Whether you find it all rather disgusting, or whether you find the whole subject hilarious, at some point all parents need to explain some of our bodies' baser functions to our children.
If you're in the more uptight camp, the books I've rounded up in this post are here to help you. It seems that the Japanese have identified a real market for this sort of basic picturebook, explaining how and why we go to the toilet, break wind, and several other phenomena you wouldn't want mentioned at the dinner table.
I have no doubt that many are bought for novelty value, especially in translation. They do make a great gift for new parents, in a 'welcome to the world of messy diapers' sort of way. The 'My Body Science' series, in particular, seems to hit a very good balance between humour and information.

Of course, king of the genre is Everyone Poops (2001), which we've mentioned many times before. It's by Taro Gomi, who has also produced many delightful preschool board books and colouring books for the older child.

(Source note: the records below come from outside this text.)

use crate::cache::TorrentInfoCache;
use crate::client::TorrentClient;
use crate::ledger::Ledger;
use crate::pipeline::{MatchPipeline, PipelineResult};
use crate::torrent::InfoHash;
use chrono::Utc;
use futures::future;
use log::{debug, info, trace, warn};
use std::collections::HashSet;
use std::sync::Arc;
use std::time::Duration;
use tokio::sync::{Mutex, Semaphore};
use tokio_util::sync::CancellationToken;

/// The share of vanished hashes above which the cache is considered reset.
const RESET_RATIO: f64 = 0.5;
/// The minimum number of vanished hashes before reset detection applies.
const RESET_MINIMUM: usize = 20;

/// The behavior settings of the orchestrator.
#[derive(Debug, Clone)]
pub struct OrchestratorSettings {
    /// The number of torrents processed in parallel during a scan.
    pub workers: usize,
    /// The tracker hosts a torrent must announce to in order to be scanned.
    pub check_trackers: Option<Vec<String>>,
    /// The deadline of an announce resolution including its pipeline run.
    pub announce_timeout: Duration,
}

/// The counters of one full scan.
#[derive(Debug, Clone, Default, PartialEq, Eq)]
pub struct ScanSummary {
    pub processed: usize,
    pub matched: usize,
    pub no_match: usize,
    pub skipped: usize,
    pub failed: usize,
}

impl ScanSummary {
    fn absorb(&mut self, result: &PipelineResult) {
        self.processed += 1;
        match result {
            PipelineResult::Matched { .. } => self.matched += 1,
            PipelineResult::NoMatch => self.no_match += 1,
            PipelineResult::Skipped(_) => self.skipped += 1,
            PipelineResult::DownloadFailed { .. }
            | PipelineResult::InjectFailed(_)
            | PipelineResult::VerifyFailed => self.failed += 1,
        }
    }
}

/// The outcome of an announce resolution.
#[derive(Debug, Clone, PartialEq)]
pub enum AnnounceOutcome {
    /// The announce resolved to a local torrent and the pipeline completed.
    Completed(PipelineResult),
    /// The announce didn't resolve to any cached torrent.
    UnknownTorrent,
    /// The pipeline didn't complete within the announce deadline.
    Timeout,
}

/// The concurrent driver of the match pipeline.
///
/// Owns the worker pool, the per-hash in-flight set which keeps a hash out of
/// two pipelines at once, the cache refresh discipline and the retry sweep.
#[derive(Debug, Clone)]
pub struct Orchestrator {
    inner: Arc<InnerOrchestrator>,
}

impl Orchestrator {
    pub fn new(
        settings: OrchestratorSettings,
        pipeline: Arc<MatchPipeline>,
        cache: TorrentInfoCache,
        client: Arc<dyn TorrentClient>,
        ledger: Ledger,
    ) -> Self {
        Self {
            inner: Arc::new(InnerOrchestrator {
                workers: Semaphore::new(settings.workers.max(1)),
                settings,
                pipeline,
                cache,
                client,
                ledger,
                in_flight: Mutex::new(HashSet::new()),
                cancellation_token: CancellationToken::new(),
            }),
        }
    }

    /// Refresh the torrent info cache against the client, rebuilding it when a
    /// client reset is detected or the rebuild is forced.
    pub async fn refresh_cache(&self, force_rebuild: bool) -> crate::cache::Result<()> {
        let inner = &self.inner;
        let known = inner.cache.len().await;

        if force_rebuild {
            debug!("Cache rebuild forced");
            inner.cache.clear().await;
        }

        let diff = inner.cache.refresh(inner.client.as_ref()).await?;

        // a large share of vanished hashes points at a client reset,
        // in which case the incremental state is thrown away
        if !force_rebuild
            && known >= RESET_MINIMUM
            && diff.removed.len() as f64 / known as f64 >= RESET_RATIO
        {
            warn!(
                "{} of {} cached torrents vanished, rebuilding the cache",
                diff.removed.len(),
                known
            );
            inner.cache.clear().await;
            inner.cache.refresh(inner.client.as_ref()).await?;
        }

        inner.ledger.save_cache(inner.cache.snapshot().await);
        Ok(())
    }

    /// Run the pipeline over every eligible torrent within the client.
    pub async fn full_scan(&self) -> ScanSummary {
        let inner = &self.inner;
        if let Err(e) = self.refresh_cache(false).await {
            warn!("Cache refresh failed, scanning the stale cache, {}", e);
        }

        let torrents = inner
            .cache
            .all_filtered(inner.settings.check_trackers.as_ref())
            .await;
        info!("Scanning {} torrent(s)", torrents.len());

        let runs = torrents.into_iter().map(|torrent| async move {
            let _permit = inner.workers.acquire().await.expect("expected the worker pool to be open");
            if inner.cancellation_token.is_cancelled() {
                return PipelineResult::Skipped("cancelled".to_string());
            }
            self.run_guarded(torrent.info_hash, false).await
        });
        let results = future::join_all(runs).await;

        let mut summary = ScanSummary::default();
        for result in results.iter() {
            summary.absorb(result);
        }
        info!(
            "Scan finished, {} processed, {} matched, {} without match, {} skipped, {} failed",
            summary.processed, summary.matched, summary.no_match, summary.skipped, summary.failed
        );
        summary
    }

    /// Run the pipeline for a single hash, bypassing the seen gate.
    pub async fn process_single(&self, hash: &InfoHash) -> PipelineResult {
        if self.inner.cache.get(hash).await.is_none() {
            if let Err(e) = self.refresh_cache(false).await {
                warn!("Cache refresh failed, {}", e);
            }
        }
        if self.inner.cache.get(hash).await.is_none() {
            return PipelineResult::Skipped("hash is unknown to the client".to_string());
        }

        self.run_guarded(*hash, true).await
    }

    /// Resolve an announce to a local torrent and run the pipeline within the
    /// announce deadline.
    ///
    /// Resolution tries the info hash first and falls back to the loose
    /// normalized name with an exact size match.
    pub async fn process_announce(
        &self,
        info_hash: Option<InfoHash>,
        name: Option<&str>,
        size: Option<u64>,
    ) -> AnnounceOutcome {
        let resolved = match info_hash {
            Some(hash) => self.inner.cache.get(&hash).await,
            None => None,
        };
        let resolved = match resolved {
            Some(torrent) => Some(torrent),
            None => match name {
                Some(name) => self.inner.cache.by_name(name, size).await,
                None => None,
            },
        };

        let Some(torrent) = resolved else {
            return AnnounceOutcome::UnknownTorrent;
        };
        trace!("Announce resolved to {}", torrent.info_hash);

        match tokio::time::timeout(
            self.inner.settings.announce_timeout,
            self.run_guarded(torrent.info_hash, true),
        )
        .await
        {
            Ok(result) => AnnounceOutcome::Completed(result),
            Err(_) => AnnounceOutcome::Timeout,
        }
    }

    /// Replay every due retry entry, skipping the search phase.
    pub async fn retry_sweep(&self) -> usize {
        let inner = &self.inner;
        let due = inner.ledger.due_retries(Utc::now()).await;
        if due.is_empty() {
            return 0;
        }

        info!("Replaying {} due retry entr(ies)", due.len());
        let runs = due.into_iter().map(|entry| async move {
            let _permit = inner.workers.acquire().await.expect("expected the worker pool to be open");
            let hash = entry.local_info_hash;
            if !inner.claim(hash).await {
                return;
            }
            let result = inner
                .pipeline
                .process_retry(entry, &inner.cancellation_token)
                .await;
            inner.release(&hash).await;
            trace!("Retry of {} finished with {:?}", hash, result);
        });
        let count = runs.len();
        future::join_all(runs).await;
        count
    }

    /// Run full scans and retry sweeps on the given interval until shutdown.
    pub async fn run_scheduled(&self, interval: Duration) {
        info!("Scheduled mode started with an interval of {:?}", interval);
        loop {
            tokio::select! {
                _ = self.inner.cancellation_token.cancelled() => break,
                _ = tokio::time::sleep(interval) => {
                    self.retry_sweep().await;
                    self.full_scan().await;
                }
            }
        }
        debug!("Scheduled mode stopped");
    }

    /// Cancel every running pipeline at its next suspension point.
    pub fn shutdown(&self) {
        self.inner.cancellation_token.cancel();
    }

    /// Get the cache fronting the client state.
    pub fn cache(&self) -> &TorrentInfoCache {
        &self.inner.cache
    }

    async fn run_guarded(&self, hash: InfoHash, force: bool) -> PipelineResult {
        let inner = &self.inner;
        if !inner.claim(hash).await {
            debug!("Torrent {} is already being processed", hash);
            return PipelineResult::Skipped("already in flight".to_string());
        }

        let Some(torrent) = inner.cache.get(&hash).await else {
            inner.release(&hash).await;
            return PipelineResult::Skipped("hash is unknown to the client".to_string());
        };

        let result = inner
            .pipeline
            .process(torrent, force, &inner.cancellation_token)
            .await;
        inner.release(&hash).await;
        result
    }
}

#[derive(Debug)]
struct InnerOrchestrator {
    settings: OrchestratorSettings,
    workers: Semaphore,
    pipeline: Arc<MatchPipeline>,
    cache: TorrentInfoCache,
    client: Arc<dyn TorrentClient>,
    ledger: Ledger,
    in_flight: Mutex<HashSet<InfoHash>>,
    cancellation_token: CancellationToken,
}

impl InnerOrchestrator {
    /// Claim the hash for processing.
    ///
    /// # Returns
    ///
    /// Returns `false` when the hash is already in flight.
    async fn claim(&self, hash: InfoHash) -> bool {
        self.in_flight.lock().await.insert(hash)
    }

    async fn release(&self, hash: &InfoHash) {
        self.in_flight.lock().await.remove(hash);
    }
}

#[cfg(test)]
mod tests {
    use super::*;
    use crate::client::MockTorrentClient;
    use crate::config::{RetrySettings, TimeoutSettings};
    use crate::init_logger;
    use crate::matcher::{FileMatcher, MatchPolicy};
    use crate::pipeline::PipelineSettings;
    use crate::reconcile::Reconciler;
    use crate::search::CandidateSearch;
    use crate::testing::multi_file_torrent;
    use crate::torrent::Metainfo;
    use tempfile::TempDir;

    struct Fixture {
        orchestrator: Orchestrator,
        local_hash: InfoHash,
        _temp_dir: TempDir,
    }

    async fn fixture(list_hashes: Vec<InfoHash>) -> Fixture {
        let temp_dir = TempDir::new().unwrap();
        let bytes = multi_file_torrent("Album", 32, &[("01.flac", &[7u8; 64])], None);
        let metainfo = Metainfo::try_from(bytes.as_slice()).unwrap();
        let local_hash = *metainfo.info_hash();
        let local = crate::cache::LocalTorrent::new(
            &metainfo,
            bytes,
            temp_dir.path().to_path_buf(),
            vec!["https://flacsfor.me/abc/announce".to_string()],
        );
        let cache = TorrentInfoCache::from_entries(vec![local]);
        let ledger = Ledger::open(temp_dir.path().join("nemorosa.json"))
            .await
            .unwrap();

        let mut client = MockTorrentClient::new();
        client
            .expect_list_hashes()
            .returning(move || Ok(list_hashes.clone()));
        let client: Arc<dyn TorrentClient> = Arc::new(client);

        let pipeline = Arc::new(MatchPipeline::new(
            PipelineSettings {
                check_trackers: None,
                check_music_only: true,
                exclude_mp3: false,
                no_download: false,
                auto_start: true,
                label: "nemorosa".to_string(),
                timeouts: TimeoutSettings::default(),
                retry: RetrySettings::default(),
            },
            FileMatcher::new(MatchPolicy::default()),
            CandidateSearch::default(),
            vec![],
            client.clone(),
            Arc::new(Reconciler::new()),
            ledger.clone(),
        ));

        let orchestrator = Orchestrator::new(
            OrchestratorSettings {
                workers: 4,
                check_trackers: None,
                announce_timeout: Duration::from_secs(5),
            },
            pipeline,
            cache,
            client,
            ledger,
        );

        Fixture {
            orchestrator,
            local_hash,
            _temp_dir: temp_dir,
        }
    }

    #[tokio::test]
    async fn test_full_scan_without_sites() {
        init_logger!();
        let fixture = fixture(vec![]).await;
        // the cache refresh drops the vanished hash, so the scan is empty
        let summary = fixture.orchestrator.full_scan().await;

        assert_eq!(0, summary.processed);
    }

    #[tokio::test]
    async fn test_process_single_without_candidates() {
        init_logger!();
        let fixture = fixture(vec![]).await;

        let result = fixture
            .orchestrator
            .process_single(&fixture.local_hash)
            .await;

        // without configured sites the search yields nothing
        assert!(
            matches!(
                result,
                PipelineResult::NoMatch | PipelineResult::Skipped(_)
            ),
            "got {:?}",
            result
        );
    }

    #[tokio::test]
    async fn test_announce_resolution() {
        init_logger!();
        let fixture = fixture(vec![]).await;

        let result = fixture
            .orchestrator
            .process_announce(None, Some("Album"), None)
            .await;
        assert!(
            matches!(result, AnnounceOutcome::Completed(_)),
            "expected the name resolution to complete, got {:?}",
            result
        );

        let result = fixture
            .orchestrator
            .process_announce(None, Some("Unknown Release"), None)
            .await;
        assert_eq!(AnnounceOutcome::UnknownTorrent, result);
    }
}
use crate::app::AppError;
use axum::extract::{Query, State};
use axum::http::{HeaderMap, StatusCode};
use axum::routing::{get, post};
use axum::{Json, Router};
use log::{debug, info, warn};
use nemorosa_core::ledger::Ledger;
use nemorosa_core::matcher::MappingSummary;
use nemorosa_core::orchestrator::{AnnounceOutcome, Orchestrator};
use nemorosa_core::pipeline::PipelineResult;
use nemorosa_core::torrent::InfoHash;
use serde::{Deserialize, Serialize};
use std::str::FromStr;

/// The state shared by every request handler.
#[derive(Clone)]
struct ServerState {
    orchestrator: Orchestrator,
    ledger: Ledger,
    api_key: String,
}

/// The response body of a webhook invocation.
#[derive(Debug, Serialize, Deserialize, PartialEq)]
pub struct ProcessResponse {
    /// The high level status, `matched`, `accepted` or `failed`.
    pub status: String,
    /// The pipeline result in machine readable form.
    pub result: String,
    /// The hex hash of the accepted candidate, if any.
    #[serde(default, skip_serializing_if = "Option::is_none")]
    pub candidate: Option<String>,
    /// The summary of the accepted mapping, if any.
    #[serde(default, skip_serializing_if = "Option::is_none")]
    pub mapping_summary: Option<MappingSummary>,
}

/// One entry of the job log endpoint.
#[derive(Debug, Serialize, Deserialize)]
pub struct JobResponse {
    pub info_hash: String,
    pub site: String,
    pub result: String,
    pub timestamp: String,
    #[serde(default, skip_serializing_if = "Option::is_none")]
    pub candidate: Option<String>,
}

/// The query parameters of the webhook endpoint.
#[derive(Debug, Deserialize)]
struct WebhookQuery {
    #[serde(rename = "infoHash", default)]
    info_hash: Option<String>,
    #[serde(default)]
    name: Option<String>,
    #[serde(default)]
    size: Option<u64>,
}

/// Serve the webhook api until the process is interrupted.
pub async fn serve(
    host: String,
    port: u16,
    api_key: String,
    orchestrator: Orchestrator,
    ledger: Ledger,
) -> Result<(), AppError> {
    if api_key.is_empty() {
        return Err(AppError::Config(
            "server.api_key must be configured in server mode".to_string(),
        ));
    }

    let router = build_router(ServerState {
        orchestrator,
        ledger,
        api_key,
    });

    let listener = tokio::net::TcpListener::bind((host.as_str(), port))
        .await
        .map_err(|e| AppError::Runtime(format!("failed to bind {}:{}, {}", host, port, e)))?;
    info!("Server listening on {}:{}", host, port);

    axum::serve(listener, router)
        .with_graceful_shutdown(async {
            let _ = tokio::signal::ctrl_c().await;
            info!("Shutdown signal received");
        })
        .await
        .map_err(|e| AppError::Runtime(e.to_string()))
}

/// Build the router for the given state, exposed for the server tests.
fn build_router(state: ServerState) -> Router {
    Router::new()
        .route("/", get(index))
        .route("/api/webhook", post(webhook))
        .route("/jobs", get(jobs))
        .with_state(state)
}

async fn index() -> Json<serde_json::Value> {
    Json(serde_json::json!({
        "name": "nemorosa",
        "version": nemorosa_core::VERSION,
        "endpoints": [
            "POST /api/webhook?infoHash=HEX",
            "GET /jobs",
        ],
    }))
}

async fn webhook(
    State(state): State<ServerState>,
    Query(query): Query<WebhookQuery>,
    headers: HeaderMap,
) -> (StatusCode, Json<ProcessResponse>) {
    if !authorized(&headers, state.api_key.as_str()) {
        return respond(StatusCode::UNAUTHORIZED, "failed", "unauthorized");
    }

    let info_hash = match query.info_hash.as_deref() {
        Some(value) => match InfoHash::from_str(value) {
            Ok(hash) => Some(hash),
            Err(_) => {
                debug!("Webhook received an invalid info hash \"{}\"", value);
                return respond(StatusCode::NOT_FOUND, "failed", "unknown_hash");
            }
        },
        None => None,
    };

    let outcome = state
        .orchestrator
        .process_announce(info_hash, query.name.as_deref(), query.size)
        .await;

    match outcome {
        AnnounceOutcome::UnknownTorrent => respond(StatusCode::NOT_FOUND, "failed", "unknown_hash"),
        AnnounceOutcome::Timeout => respond(StatusCode::REQUEST_TIMEOUT, "failed", "timeout"),
        AnnounceOutcome::Completed(PipelineResult::Matched {
            candidate, summary, ..
        }) => (
            StatusCode::OK,
            Json(ProcessResponse {
                status: "matched".to_string(),
                result: "matched".to_string(),
                candidate: Some(candidate.as_hex()),
                mapping_summary: Some(summary),
            }),
        ),
        AnnounceOutcome::Completed(PipelineResult::NoMatch) => {
            respond(StatusCode::ACCEPTED, "accepted", "no_match")
        }
        AnnounceOutcome::Completed(PipelineResult::Skipped(reason)) => {
            debug!("Webhook processing skipped, {}", reason);
            respond(StatusCode::ACCEPTED, "accepted", "skipped")
        }
        AnnounceOutcome::Completed(result) => {
            warn!("Webhook processing failed with {:?}", result);
            respond(StatusCode::INTERNAL_SERVER_ERROR, "failed", "internal")
        }
    }
}

async fn jobs(State(state): State<ServerState>) -> Json<Vec<JobResponse>> {
    let outcomes = state.ledger.outcomes(100).await;

    Json(
        outcomes
            .into_iter()
            .map(|record| JobResponse {
                info_hash: record.local_info_hash.as_hex(),
                site: record.site_id,
                result: record.result.to_string(),
                timestamp: record.timestamp.to_rfc3339(),
                candidate: record.candidate_info_hash.map(|e| e.as_hex()),
            })
            .collect(),
    )
}

fn authorized(headers: &HeaderMap, api_key: &str) -> bool {
    headers
        .get("Authorization")
        .and_then(|e| e.to_str().ok())
        .and_then(|e| e.strip_prefix("Bearer "))
        .map(|e| e == api_key)
        .unwrap_or(false)
}

fn respond(status: StatusCode, state: &str, result: &str) -> (StatusCode, Json<ProcessResponse>) {
    (
        status,
        Json(ProcessResponse {
            status: state.to_string(),
            result: result.to_string(),
            candidate: None,
            mapping_summary: None,
        }),
    )
}

#[cfg(test)]
mod tests {
    use super::*;
    use nemorosa_core::cache::{LocalTorrent, TorrentInfoCache};
    use nemorosa_core::client::{MockTorrentClient, TorrentClient};
    use nemorosa_core::config::{RetrySettings, TimeoutSettings};
    use nemorosa_core::init_logger;
    use nemorosa_core::matcher::{FileMatcher, MatchPolicy};
    use nemorosa_core::orchestrator::OrchestratorSettings;
    use nemorosa_core::pipeline::{MatchPipeline, PipelineSettings};
    use nemorosa_core::reconcile::Reconciler;
    use nemorosa_core::search::CandidateSearch;
    use nemorosa_core::torrent::Metainfo;
    use std::sync::Arc;
    use std::time::Duration;
    use tempfile::TempDir;

    async fn state() -> (ServerState, InfoHash, TempDir) {
        let temp_dir = TempDir::new().unwrap();
        let bytes = nemorosa_core::testing::multi_file_torrent(
            "Album",
            32,
            &[("01.flac", &[7u8; 64])],
            None,
        );
        let metainfo = Metainfo::try_from(bytes.as_slice()).unwrap();
        let hash = *metainfo.info_hash();
        let local = LocalTorrent::new(&metainfo, bytes, temp_dir.path().to_path_buf(), vec![]);
        let cache = TorrentInfoCache::from_entries(vec![local]);
        let ledger = Ledger::open(temp_dir.path().join("nemorosa.json"))
            .await
            .unwrap();

        let client: Arc<dyn TorrentClient> = Arc::new(MockTorrentClient::new());
        let pipeline = Arc::new(MatchPipeline::new(
            PipelineSettings {
                check_trackers: None,
                check_music_only: true,
                exclude_mp3: false,
                no_download: false,
                auto_start: true,
                label: "nemorosa".to_string(),
                timeouts: TimeoutSettings::default(),
                retry: RetrySettings::default(),
            },
            FileMatcher::new(MatchPolicy::default()),
            CandidateSearch::default(),
            vec![],
            client.clone(),
            Arc::new(Reconciler::new()),
            ledger.clone(),
        ));
        let orchestrator = Orchestrator::new(
            OrchestratorSettings {
                workers: 2,
                check_trackers: None,
                announce_timeout: Duration::from_secs(5),
            },
            pipeline,
            cache,
            client,
            ledger.clone(),
        );

        (
            ServerState {
                orchestrator,
                ledger,
                api_key: "secret".to_string(),
            },
            hash,
            temp_dir,
        )
    }

    async fn spawn_server(state: ServerState) -> String {
        let listener = tokio::net::TcpListener::bind("127.0.0.1:0").await.unwrap();
        let address = listener.local_addr().unwrap();
        tokio::spawn(async move {
            axum::serve(listener, build_router(state)).await.unwrap();
        });
        format!("http://{}", address)
    }

    #[tokio::test]
    async fn test_webhook_rejects_bad_key() {
        init_logger!();
        let (state, hash, _temp_dir) = state().await;
        let base = spawn_server(state).await;

        let response = reqwest::Client::new()
            .post(format!("{}/api/webhook?infoHash={}", base, hash))
            .header("Authorization", "Bearer wrong")
            .send()
            .await
            .unwrap();

        assert_eq!(401, response.status().as_u16());
    }

    #[tokio::test]
    async fn test_webhook_unknown_hash() {
        init_logger!();
        let (state, _hash, _temp_dir) = state().await;
        let base = spawn_server(state).await;

        let response = reqwest::Client::new()
            .post(format!(
                "{}/api/webhook?infoHash={}",
                base, "eadaf0efea39406914414d359e0ea16416409bd7"
            ))
            .header("Authorization", "Bearer secret")
            .send()
            .await
            .unwrap();

        assert_eq!(404, response.status().as_u16());
        let body: ProcessResponse = response.json().await.unwrap();
        assert_eq!("unknown_hash", body.result);
    }

    #[tokio::test]
    async fn test_webhook_known_hash_without_sites() {
        init_logger!();
        let (state, hash, _temp_dir) = state().await;
        let base = spawn_server(state).await;

        let response = reqwest::Client::new()
            .post(format!("{}/api/webhook?infoHash={}", base, hash))
            .header("Authorization", "Bearer secret")
            .send()
            .await
            .unwrap();

        // without sites the pipeline completes with no match
        assert_eq!(202, response.status().as_u16());
        let body: ProcessResponse = response.json().await.unwrap();
        assert_eq!("accepted", body.status);
    }

    #[tokio::test]
    async fn test_jobs_endpoint() {
        init_logger!();
        let (state, hash, _temp_dir) = state().await;
        state.ledger.record_outcome(
            nemorosa_core::ledger::OutcomeRecord::new(
                hash,
                "redacted.sh".to_string(),
                nemorosa_core::ledger::OutcomeResult::Matched,
            ),
        );
        state.ledger.flush().await;
        let base = spawn_server(state).await;

        let response = reqwest::Client::new()
            .get(format!("{}/jobs", base))
            .send()
            .await
            .unwrap();

        assert_eq!(200, response.status().as_u16());
        let body: Vec<JobResponse> = response.json().await.unwrap();
        assert_eq!(1, body.len());
        assert_eq!("matched", body[0].result);
    }
}
use crate::torrent::errors::{Result, TorrentError};
use hex::FromHex;
use serde::de::Visitor;
use serde::{Deserialize, Deserializer, Serialize, Serializer};
use sha1::{Digest, Sha1};
use std::fmt::{Debug, Display, Formatter};
use std::str::FromStr;

/// Represent the v1 piece hash type of the BitTorrent protocol.
pub type Sha1Hash = [u8; 20];

/// The unique v1 (SHA1) identifier of a torrent's info dictionary.
///
/// Gazelle-family trackers identify torrents exclusively by their v1 hash,
/// so this wrapper doesn't carry a v2 digest.
#[derive(Default, Copy, Clone, PartialEq, Eq, Hash)]
pub struct InfoHash([u8; 20]);

impl InfoHash {
    /// Calculate the info hash over the canonical bencoded info dictionary bytes.
    pub fn from_info_bytes<T: AsRef<[u8]>>(bytes: T) -> Self {
        let mut hasher = Sha1::new();
        hasher.update(bytes.as_ref());
        Self(hasher.finalize().into())
    }

    /// Get the raw hash bytes.
    pub fn as_bytes(&self) -> &[u8; 20] {
        &self.0
    }

    /// Get the hash as a lowercase hex encoded string.
    pub fn as_hex(&self) -> String {
        hex::encode(self.0)
    }
}

impl From<[u8; 20]> for InfoHash {
    fn from(value: [u8; 20]) -> Self {
        Self(value)
    }
}

impl FromStr for InfoHash {
    type Err = TorrentError;

    /// Parse a 40-character hex string, case-insensitive.
    fn from_str(value: &str) -> Result<Self> {
        <[u8; 20]>::from_hex(value.trim())
            .map(Self)
            .map_err(|e| TorrentError::InvalidInfoHash(e.to_string()))
    }
}

impl Display for InfoHash {
    fn fmt(&self, f: &mut Formatter<'_>) -> std::fmt::Result {
        write!(f, "{}", self.as_hex())
    }
}

impl Debug for InfoHash {
    fn fmt(&self, f: &mut Formatter<'_>) -> std::fmt::Result {
        write!(f, "InfoHash({})", self.as_hex())
    }
}

impl Serialize for InfoHash {
    fn serialize<S>(&self, serializer: S) -> std::result::Result<S::Ok, S::Error>
    where
        S: Serializer,
    {
        serializer.serialize_str(self.as_hex().as_str())
    }
}

impl<'de> Deserialize<'de> for InfoHash {
    fn deserialize<D>(deserializer: D) -> std::result::Result<Self, D::Error>
    where
        D: Deserializer<'de>,
    {
        deserializer.deserialize_str(InfoHashVisitor)
    }
}

struct InfoHashVisitor;

impl<'de> Visitor<'de> for InfoHashVisitor {
    type Value = InfoHash;

    fn expecting(&self, f: &mut Formatter) -> std::fmt::Result {
        write!(f, "a 40 character hex encoded info hash")
    }

    fn visit_str<E>(self, v: &str) -> std::result::Result<Self::Value, E>
    where
        E: serde::de::Error,
    {
        InfoHash::from_str(v).map_err(serde::de::Error::custom)
    }
}
//! Pure task view helpers: the multi-criterion sort and the list filter.

use std::cmp::Ordering;
use std::collections::HashMap;

use itertools::Itertools;

use crate::domain::models::{Project, ProjectId, SortMode, Task, TaskFilter};

/// Sort a task collection without mutating it.
///
/// The underlying sort is stable, so tasks comparing equal keep their
/// relative order. Tasks without a deadline sort last in both deadline
/// directions; title and project comparisons are case-insensitive.
pub fn sort_tasks(tasks: &[Task], projects: &[Project], mode: SortMode) -> Vec<Task> {
    let project_names: HashMap<&ProjectId, &str> = projects
        .iter()
        .map(|project| (&project.id, project.name.as_str()))
        .collect();

    tasks
        .iter()
        .cloned()
        .sorted_by(|a, b| compare(a, b, mode, &project_names))
        .collect()
}

/// Borrowing filter over the task list.
pub fn filter_tasks<'a>(tasks: &'a [Task], filter: &TaskFilter) -> Vec<&'a Task> {
    tasks.iter().filter(|task| filter.matches(task)).collect()
}

fn compare(a: &Task, b: &Task, mode: SortMode, names: &HashMap<&ProjectId, &str>) -> Ordering {
    match mode {
        SortMode::CreatedAsc => a.created_at.cmp(&b.created_at),
        SortMode::CreatedDesc => b.created_at.cmp(&a.created_at),
        SortMode::DeadlineAsc => by_deadline(a, b, false),
        SortMode::DeadlineDesc => by_deadline(a, b, true),
        SortMode::TitleAsc => collate(&a.title, &b.title),
        SortMode::TitleDesc => collate(&b.title, &a.title),
        SortMode::Status => a.status.sort_rank().cmp(&b.status.sort_rank()),
        SortMode::Project => collate(project_name(a, names), project_name(b, names)),
    }
}

// No deadline sorts last regardless of direction.
fn by_deadline(a: &Task, b: &Task, descending: bool) -> Ordering {
    match (a.deadline, b.deadline) {
        (Some(a), Some(b)) => {
            if descending {
                b.cmp(&a)
            } else {
                a.cmp(&b)
            }
        }
        (Some(_), None) => Ordering::Less,
        (None, Some(_)) => Ordering::Greater,
        (None, None) => Ordering::Equal,
    }
}

fn project_name<'a>(task: &Task, names: &HashMap<&ProjectId, &'a str>) -> &'a str {
    task.project_id
        .as_ref()
        .and_then(|id| names.get(id).copied())
        .unwrap_or("")
}

fn collate(a: &str, b: &str) -> Ordering {
    a.to_lowercase().cmp(&b.to_lowercase())
}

I am guessing that it was the popularity of this title that began the trend, and opened up the gates for them all to be imported to us in the west.




Difficult, distasteful, or just plain disgusting topics that are always on a young child's mind are also covered in The Gas We Pass (Shinta Cho), The Holes In Your Nose, Breasts, and All About Scabs (all three by Genichiro Yagyu).
Opinions on Amazon seem divided, with official book reviewing organs generally dismissing them as crass and borderline offensive, while seemingly-genuine parents regularly report how the books have become their kids' favourites, or have helped them deal with real-life issues such as a pea up the nostril, potty training and suppressing fart jokes.
As adults, we have mainly lost our sense of wonder and learned to quieten any curiosity we may still have about our bodily functions. Once we start to think about it though, it's easy to see how, to a young child, these subjects could be fascinating or even frightening. At least we have a range of no-nonsense books to rely on, should we need to.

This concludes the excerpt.